Extracted records below:

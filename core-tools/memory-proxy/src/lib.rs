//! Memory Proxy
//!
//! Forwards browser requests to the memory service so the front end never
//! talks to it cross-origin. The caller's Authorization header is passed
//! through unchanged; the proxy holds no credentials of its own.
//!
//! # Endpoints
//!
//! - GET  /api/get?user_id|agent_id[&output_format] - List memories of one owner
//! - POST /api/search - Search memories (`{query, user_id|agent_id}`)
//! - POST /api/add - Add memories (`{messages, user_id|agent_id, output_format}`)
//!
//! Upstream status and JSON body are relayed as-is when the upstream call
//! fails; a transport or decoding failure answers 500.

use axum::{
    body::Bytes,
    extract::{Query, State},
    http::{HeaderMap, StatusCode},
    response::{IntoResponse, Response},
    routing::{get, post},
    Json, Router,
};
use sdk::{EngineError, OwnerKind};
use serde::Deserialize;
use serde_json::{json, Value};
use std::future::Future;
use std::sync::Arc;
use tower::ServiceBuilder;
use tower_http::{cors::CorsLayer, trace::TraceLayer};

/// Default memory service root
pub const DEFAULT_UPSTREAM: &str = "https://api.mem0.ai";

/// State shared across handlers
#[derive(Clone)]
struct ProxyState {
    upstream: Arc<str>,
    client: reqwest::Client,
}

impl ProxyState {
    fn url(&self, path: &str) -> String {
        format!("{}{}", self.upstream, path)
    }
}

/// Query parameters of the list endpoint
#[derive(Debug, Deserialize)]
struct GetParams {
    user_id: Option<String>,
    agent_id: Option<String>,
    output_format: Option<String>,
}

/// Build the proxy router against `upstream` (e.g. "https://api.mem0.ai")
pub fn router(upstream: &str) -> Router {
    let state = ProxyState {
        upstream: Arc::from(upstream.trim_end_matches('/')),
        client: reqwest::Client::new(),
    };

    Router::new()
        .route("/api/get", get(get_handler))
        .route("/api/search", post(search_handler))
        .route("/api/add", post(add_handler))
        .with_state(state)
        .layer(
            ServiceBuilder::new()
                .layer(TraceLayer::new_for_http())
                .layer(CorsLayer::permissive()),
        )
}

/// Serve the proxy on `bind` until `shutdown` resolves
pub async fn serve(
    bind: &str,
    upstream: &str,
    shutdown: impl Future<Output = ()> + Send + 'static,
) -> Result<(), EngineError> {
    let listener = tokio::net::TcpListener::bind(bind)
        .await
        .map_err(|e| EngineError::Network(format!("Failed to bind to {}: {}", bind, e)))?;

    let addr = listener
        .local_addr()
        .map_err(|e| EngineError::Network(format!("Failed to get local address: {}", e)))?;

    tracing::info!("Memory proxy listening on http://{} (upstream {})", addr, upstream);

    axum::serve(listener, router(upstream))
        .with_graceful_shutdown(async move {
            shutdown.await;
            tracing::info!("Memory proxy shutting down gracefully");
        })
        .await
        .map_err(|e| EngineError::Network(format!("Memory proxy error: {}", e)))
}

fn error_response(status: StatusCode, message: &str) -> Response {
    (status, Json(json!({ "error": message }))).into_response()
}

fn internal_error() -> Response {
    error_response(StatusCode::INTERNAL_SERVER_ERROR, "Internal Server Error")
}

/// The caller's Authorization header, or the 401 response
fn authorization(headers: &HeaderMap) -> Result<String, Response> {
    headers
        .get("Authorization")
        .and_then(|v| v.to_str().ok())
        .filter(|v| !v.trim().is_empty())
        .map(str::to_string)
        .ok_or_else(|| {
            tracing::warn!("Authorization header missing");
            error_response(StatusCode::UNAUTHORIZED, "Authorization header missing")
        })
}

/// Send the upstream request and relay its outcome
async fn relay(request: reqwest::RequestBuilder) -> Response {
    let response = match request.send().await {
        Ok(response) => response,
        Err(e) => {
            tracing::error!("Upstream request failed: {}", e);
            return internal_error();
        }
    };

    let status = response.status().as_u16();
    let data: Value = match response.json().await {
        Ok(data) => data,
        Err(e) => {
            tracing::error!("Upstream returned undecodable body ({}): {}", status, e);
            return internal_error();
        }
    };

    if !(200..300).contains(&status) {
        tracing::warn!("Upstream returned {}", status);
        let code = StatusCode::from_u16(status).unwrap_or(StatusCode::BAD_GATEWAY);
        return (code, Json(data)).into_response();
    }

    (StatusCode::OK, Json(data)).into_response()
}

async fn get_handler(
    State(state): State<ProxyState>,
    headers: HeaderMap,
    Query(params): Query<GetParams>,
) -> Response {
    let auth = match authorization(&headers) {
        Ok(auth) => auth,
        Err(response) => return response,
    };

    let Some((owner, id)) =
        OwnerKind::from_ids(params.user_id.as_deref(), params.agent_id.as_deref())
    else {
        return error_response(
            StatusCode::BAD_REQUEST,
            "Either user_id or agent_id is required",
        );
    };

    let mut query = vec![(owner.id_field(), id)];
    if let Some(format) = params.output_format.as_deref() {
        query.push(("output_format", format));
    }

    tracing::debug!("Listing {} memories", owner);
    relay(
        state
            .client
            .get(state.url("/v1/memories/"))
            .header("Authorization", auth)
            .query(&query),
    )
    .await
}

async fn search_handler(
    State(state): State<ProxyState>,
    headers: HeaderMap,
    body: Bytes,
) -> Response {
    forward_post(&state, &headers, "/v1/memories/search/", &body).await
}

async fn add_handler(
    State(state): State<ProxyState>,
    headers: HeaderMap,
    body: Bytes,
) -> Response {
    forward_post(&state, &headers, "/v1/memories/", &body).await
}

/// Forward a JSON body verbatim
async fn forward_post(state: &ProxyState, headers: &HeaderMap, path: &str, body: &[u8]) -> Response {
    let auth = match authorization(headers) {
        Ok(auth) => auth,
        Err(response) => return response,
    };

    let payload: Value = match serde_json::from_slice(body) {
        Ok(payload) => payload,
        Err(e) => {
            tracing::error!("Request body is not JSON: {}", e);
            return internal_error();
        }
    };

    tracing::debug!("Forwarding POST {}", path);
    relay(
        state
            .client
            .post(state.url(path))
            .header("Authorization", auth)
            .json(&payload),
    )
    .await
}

End of Extracted records.

Your task -> Each line above is to be restated exactly as it stands.

Task solution ->
filename core-tools/memory-proxy/src/lib.rs
//! Memory Proxy
//!
//! Forwards browser requests to the memory service so the front end never
//! talks to it cross-origin. The caller's Authorization header is passed
//! through unchanged; the proxy holds no credentials of its own.
//!
//! # Endpoints
//!
//! - GET  /api/get?user_id|agent_id[&output_format] - List memories of one owner
//! - POST /api/search - Search memories (`{query, user_id|agent_id}`)
//! - POST /api/add - Add memories (`{messages, user_id|agent_id, output_format}`)
//!
//! Upstream status and JSON body are relayed as-is when the upstream call
//! fails; a transport or decoding failure answers 500.

use axum::{
    body::Bytes,
    extract::{Query, State},
    http::{HeaderMap, StatusCode},
    response::{IntoResponse, Response},
    routing::{get, post},
    Json, Router,
};
use sdk::{EngineError, OwnerKind};
use serde::Deserialize;
use serde_json::{json, Value};
use std::future::Future;
use std::sync::Arc;
use tower::ServiceBuilder;
use tower_http::{cors::CorsLayer, trace::TraceLayer};

/// Default memory service root
pub const DEFAULT_UPSTREAM: &str = "https://api.mem0.ai";

/// State shared across handlers
#[derive(Clone)]
struct ProxyState {
    upstream: Arc<str>,
    client: reqwest::Client,
}

impl ProxyState {
    fn url(&self, path: &str) -> String {
        format!("{}{}", self.upstream, path)
    }
}

/// Query parameters of the list endpoint
#[derive(Debug, Deserialize)]
struct GetParams {
    user_id: Option<String>,
    agent_id: Option<String>,
    output_format: Option<String>,
}

/// Build the proxy router against `upstream` (e.g. "https://api.mem0.ai")
pub fn router(upstream: &str) -> Router {
    let state = ProxyState {
        upstream: Arc::from(upstream.trim_end_matches('/')),
        client: reqwest::Client::new(),
    };

    Router::new()
        .route("/api/get", get(get_handler))
        .route("/api/search", post(search_handler))
        .route("/api/add", post(add_handler))
        .with_state(state)
        .layer(
            ServiceBuilder::new()
                .layer(TraceLayer::new_for_http())
                .layer(CorsLayer::permissive()),
        )
}

/// Serve the proxy on `bind` until `shutdown` resolves
pub async fn serve(
    bind: &str,
    upstream: &str,
    shutdown: impl Future<Output = ()> + Send + 'static,
) -> Result<(), EngineError> {
    let listener = tokio::net::TcpListener::bind(bind)
        .await
        .map_err(|e| EngineError::Network(format!("Failed to bind to {}: {}", bind, e)))?;

    let addr = listener
        .local_addr()
        .map_err(|e| EngineError::Network(format!("Failed to get local address: {}", e)))?;

    tracing::info!("Memory proxy listening on http://{} (upstream {})", addr, upstream);

    axum::serve(listener, router(upstream))
        .with_graceful_shutdown(async move {
            shutdown.await;
            tracing::info!("Memory proxy shutting down gracefully");
        })
        .await
        .map_err(|e| EngineError::Network(format!("Memory proxy error: {}", e)))
}

fn error_response(status: StatusCode, message: &str) -> Response {
    (status, Json(json!({ "error": message }))).into_response()
}

fn internal_error() -> Response {
    error_response(StatusCode::INTERNAL_SERVER_ERROR, "Internal Server Error")
}

/// The caller's Authorization header, or the 401 response
fn authorization(headers: &HeaderMap) -> Result<String, Response> {
    headers
        .get("Authorization")
        .and_then(|v| v.to_str().ok())
        .filter(|v| !v.trim().is_empty())
        .map(str::to_string)
        .ok_or_else(|| {
            tracing::warn!("Authorization header missing");
            error_response(StatusCode::UNAUTHORIZED, "Authorization header missing")
        })
}

/// Send the upstream request and relay its outcome
async fn relay(request: reqwest::RequestBuilder) -> Response {
    let response = match request.send().await {
        Ok(response) => response,
        Err(e) => {
            tracing::error!("Upstream request failed: {}", e);
            return internal_error();
        }
    };

    let status = response.status().as_u16();
    let data: Value = match response.json().await {
        Ok(data) => data,
        Err(e) => {
            tracing::error!("Upstream returned undecodable body ({}): {}", status, e);
            return internal_error();
        }
    };

    if !(200..300).contains(&status) {
        tracing::warn!("Upstream returned {}", status);
        let code = StatusCode::from_u16(status).unwrap_or(StatusCode::BAD_GATEWAY);
        return (code, Json(data)).into_response();
    }

    (StatusCode::OK, Json(data)).into_response()
}

async fn get_handler(
    State(state): State<ProxyState>,
    headers: HeaderMap,
    Query(params): Query<GetParams>,
) -> Response {
    let auth = match authorization(&headers) {
        Ok(auth) => auth,
        Err(response) => return response,
    };

    let Some((owner, id)) =
        OwnerKind::from_ids(params.user_id.as_deref(), params.agent_id.as_deref())
    else {
        return error_response(
            StatusCode::BAD_REQUEST,
            "Either user_id or agent_id is required",
        );
    };

    let mut query = vec![(owner.id_field(), id)];
    if let Some(format) = params.output_format.as_deref() {
        query.push(("output_format", format));
    }

    tracing::debug!("Listing {} memories", owner);
    relay(
        state
            .client
            .get(state.url("/v1/memories/"))
            .header("Authorization", auth)
            .query(&query),
    )
    .await
}

async fn search_handler(
    State(state): State<ProxyState>,
    headers: HeaderMap,
    body: Bytes,
) -> Response {
    forward_post(&state, &headers, "/v1/memories/search/", &body).await
}

async fn add_handler(
    State(state): State<ProxyState>,
    headers: HeaderMap,
    body: Bytes,
) -> Response {
    forward_post(&state, &headers, "/v1/memories/", &body).await
}

/// Forward a JSON body verbatim
async fn forward_post(state: &ProxyState, headers: &HeaderMap, path: &str, body: &[u8]) -> Response {
    let auth = match authorization(headers) {
        Ok(auth) => auth,
        Err(response) => return response,
    };

    let payload: Value = match serde_json::from_slice(body) {
        Ok(payload) => payload,
        Err(e) => {
            tracing::error!("Request body is not JSON: {}", e);
            return internal_error();
        }
    };

    tracing::debug!("Forwarding POST {}", path);
    relay(
        state
            .client
            .post(state.url(path))
            .header("Authorization", auth)
            .json(&payload),
    )
    .await
}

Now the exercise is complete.